Exercise directions: Only these lines should appear, exactly: the one containing "any TLS certificate." and every line after it through the end of the material below.

Records for this exercise:
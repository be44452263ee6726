//! Default base transport backed by reqwest.

// self
use crate::{
	_prelude::*,
	error::ConfigError,
	transport::{HttpRequest, HttpResponse, Transport, TransportFuture},
};

/// Per-request deadline, attached to a request's extensions by the owning client.
///
/// Covers connecting, sending, and reading the whole response body.
#[derive(Clone, Copy, Debug, PartialEq, Eq)]
pub struct RequestTimeout(pub StdDuration);

/// Sends requests with a shared [`ReqwestClient`].
///
/// Redirects follow reqwest's default policy; TLS verification is on unless the client was
/// built with `skip_ssl`.
#[derive(Clone, Debug, Default)]
pub struct ReqwestTransport(ReqwestClient);
impl ReqwestTransport {
	/// Builds a dedicated reqwest client, optionally accepting any TLS certificate.
	pub fn new(skip_ssl: bool) -> Result<Self, ConfigError> {
		let client = ReqwestClient::builder().danger_accept_invalid_certs(skip_ssl).build()?;

		Ok(Self(client))
	}

	/// Wraps an existing reqwest [`ReqwestClient`].
	pub fn with_client(client: ReqwestClient) -> Self {
		Self(client)
	}
}
impl AsRef<ReqwestClient> for ReqwestTransport {
	fn as_ref(&self) -> &ReqwestClient {
		&self.0
	}
}
impl Transport for ReqwestTransport {
	fn execute(&self, request: HttpRequest) -> TransportFuture<'_> {
		Box::pin(async move {
			let timeout = request.extensions().get::<RequestTimeout>().map(|t| t.0);
			let mut request: reqwest::Request = request.try_into()?;

			*request.timeout_mut() = timeout;

			let response = self.0.execute(request).await?;
			let status = response.status();
			let version = response.version();
			let headers = response.headers().to_owned();
			let mut response_new = HttpResponse::new(response.bytes().await?.to_vec());

			*response_new.status_mut() = status;
			*response_new.version_mut() = version;
			*response_new.headers_mut() = headers;

			Ok(response_new)
		})
	}
}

Solution:
	/// Builds a dedicated reqwest client, optionally accepting any TLS certificate.
	pub fn new(skip_ssl: bool) -> Result<Self, ConfigError> {
		let client = ReqwestClient::builder().danger_accept_invalid_certs(skip_ssl).build()?;

		Ok(Self(client))
	}

	/// Wraps an existing reqwest [`ReqwestClient`].
	pub fn with_client(client: ReqwestClient) -> Self {
		Self(client)
	}
}
impl AsRef<ReqwestClient> for ReqwestTransport {
	fn as_ref(&self) -> &ReqwestClient {
		&self.0
	}
}
impl Transport for ReqwestTransport {
	fn execute(&self, request: HttpRequest) -> TransportFuture<'_> {
		Box::pin(async move {
			let timeout = request.extensions().get::<RequestTimeout>().map(|t| t.0);
			let mut request: reqwest::Request = request.try_into()?;

			*request.timeout_mut() = timeout;

			let response = self.0.execute(request).await?;
			let status = response.status();
			let version = response.version();
			let headers = response.headers().to_owned();
			let mut response_new = HttpResponse::new(response.bytes().await?.to_vec());

			*response_new.status_mut() = status;
			*response_new.version_mut() = version;
			*response_new.headers_mut() = headers;

			Ok(response_new)
		})
	}
}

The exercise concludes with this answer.